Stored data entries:

□ □ □ □ □

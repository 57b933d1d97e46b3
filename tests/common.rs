#![allow(dead_code)]
use assert_cmd::{Command, cargo_bin_cmd};
use std::fs;
use std::path::Path;
use tempfile::TempDir;

/// Binary under test with an isolated HOME, so no real config is read.
pub fn rsp(home: &Path) -> Command {
    let mut cmd = cargo_bin_cmd!("rslotpay");
    cmd.env("HOME", home)
        .env("APPDATA", home)
        .env_remove("RSLOTPAY_LOG");
    cmd
}

pub fn temp_home() -> TempDir {
    tempfile::tempdir().expect("create temp home")
}

/// Write a YAML config into the isolated HOME.
pub fn write_config(home: &Path, yaml: &str) {
    let dir = if cfg!(target_os = "windows") {
        home.join("rslotpay")
    } else {
        home.join(".rslotpay")
    };
    fs::create_dir_all(&dir).expect("create config dir");
    fs::write(dir.join("rslotpay.conf"), yaml).expect("write config");
}
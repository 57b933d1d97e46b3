use crate::cli::parser::Commands;
use crate::cli::repl::{HELP, ShellCommand};
use crate::config::Config;
use crate::core::store::SlotStore;
use crate::core::summary::Summary;
use crate::errors::AppResult;
use crate::models::locale::DurationUnits;
use crate::ui::messages::Messenger;
use crate::ui::render::render_summary;
use crate::utils::formatting::parse_rate;
use std::io::{self, BufRead, Write};
use tracing::debug;

/// What the shell should do after a command has been applied.
#[derive(Debug, Clone, PartialEq)]
pub enum Outcome {
    /// State changed (or was re-requested): render the new summary.
    Render(Summary),
    /// A mutation that the store ignored (last slot, unknown id).
    Ignored(String),
    Text(String),
    Quit,
    Nothing,
}

/// One interactive session: the store plus the display settings.
pub struct Session {
    pub store: SlotStore,
    pub units: DurationUnits,
    pub currencies: Vec<String>,
}

impl Session {
    pub fn new(store: SlotStore, cfg: &Config) -> Self {
        Self {
            store,
            units: cfg.locale.units(),
            currencies: cfg.currencies.clone(),
        }
    }

    pub fn summary(&self) -> Summary {
        Summary::compute(&self.store, &self.units)
    }

    /// Apply one command; every mutation is followed by a full recompute.
    pub fn apply(&mut self, cmd: ShellCommand) -> Outcome {
        match cmd {
            ShellCommand::Add => {
                self.store.add_slot();
            }
            ShellCommand::Remove(id) => {
                if !self.store.remove_slot(id) {
                    let reason = if self.store.get(id).is_some() {
                        "at least one slot must remain".to_string()
                    } else {
                        format!("no slot with id {}", id)
                    };
                    return Outcome::Ignored(reason);
                }
            }
            ShellCommand::Update(id, field, value) => {
                if !self.store.update_slot(id, field, &value) {
                    return Outcome::Ignored(format!("no slot with id {}", id));
                }
            }
            ShellCommand::Rate(value) => self.store.set_hourly_rate(value),
            ShellCommand::Currency(symbol) => self.store.set_currency(&symbol),
            ShellCommand::Show => {}
            ShellCommand::Currencies => {
                return Outcome::Text(format!(
                    "Suggested currencies: {}",
                    self.currencies.join(" ")
                ));
            }
            ShellCommand::Help => return Outcome::Text(HELP.to_string()),
            ShellCommand::Quit => return Outcome::Quit,
            ShellCommand::Nothing => return Outcome::Nothing,
        }

        Outcome::Render(self.summary())
    }
}

/// Build the initial store from CLI overrides and configuration defaults.
pub fn initial_store(rate: Option<&String>, currency: Option<&String>, cfg: &Config) -> SlotStore {
    let rate = rate.map(|r| parse_rate(r)).unwrap_or(cfg.default_rate);
    let currency = currency
        .cloned()
        .unwrap_or_else(|| cfg.default_currency.clone());
    SlotStore::new(rate, &currency)
}

/// Read commands from `input` until `quit` or end of input.
pub fn run_loop<R: BufRead>(session: &mut Session, input: R, colors: bool) -> AppResult<()> {
    let msg = Messenger::new(colors);
    print!("{}", render_summary(&session.summary(), colors));
    prompt()?;

    for line in input.lines() {
        let line = line?;
        debug!(line = line.as_str(), "shell input");

        let outcome = match ShellCommand::parse(&line) {
            Ok(cmd) => {
                let mutating = cmd.is_mutation();
                let outcome = session.apply(cmd);
                if mutating {
                    debug!(slots = session.store.len(), "state changed, summary recomputed");
                }
                outcome
            }
            Err(e) => {
                msg.warning(format!("{} (type 'help' for the command list)", e));
                Outcome::Nothing
            }
        };

        match outcome {
            Outcome::Render(summary) => print!("{}", render_summary(&summary, colors)),
            Outcome::Ignored(reason) => msg.warning(format!("Ignored: {}", reason)),
            Outcome::Text(text) => println!("{}", text),
            Outcome::Quit => break,
            Outcome::Nothing => {}
        }
        prompt()?;
    }

    println!();
    msg.info("Session closed, nothing was saved.");
    Ok(())
}

fn prompt() -> AppResult<()> {
    print!("rslotpay> ");
    io::stdout().flush()?;
    Ok(())
}

pub fn handle(cmd: Option<&Commands>, cfg: &Config, colors: bool) -> AppResult<()> {
    let (rate, currency) = match cmd {
        Some(Commands::Shell { rate, currency }) => (rate.as_ref(), currency.as_ref()),
        _ => (None, None),
    };

    let mut session = Session::new(initial_store(rate, currency, cfg), cfg);

    Messenger::new(colors).header("rSlotPay: type 'help' for commands, 'quit' to leave");
    let stdin = io::stdin();
    run_loop(&mut session, stdin.lock(), colors)
}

□ □ □ □ □

__What to do__. Looking at the records above, in how many lines does the word "changed" occur? Reply with the number alone.

__Reply__. 2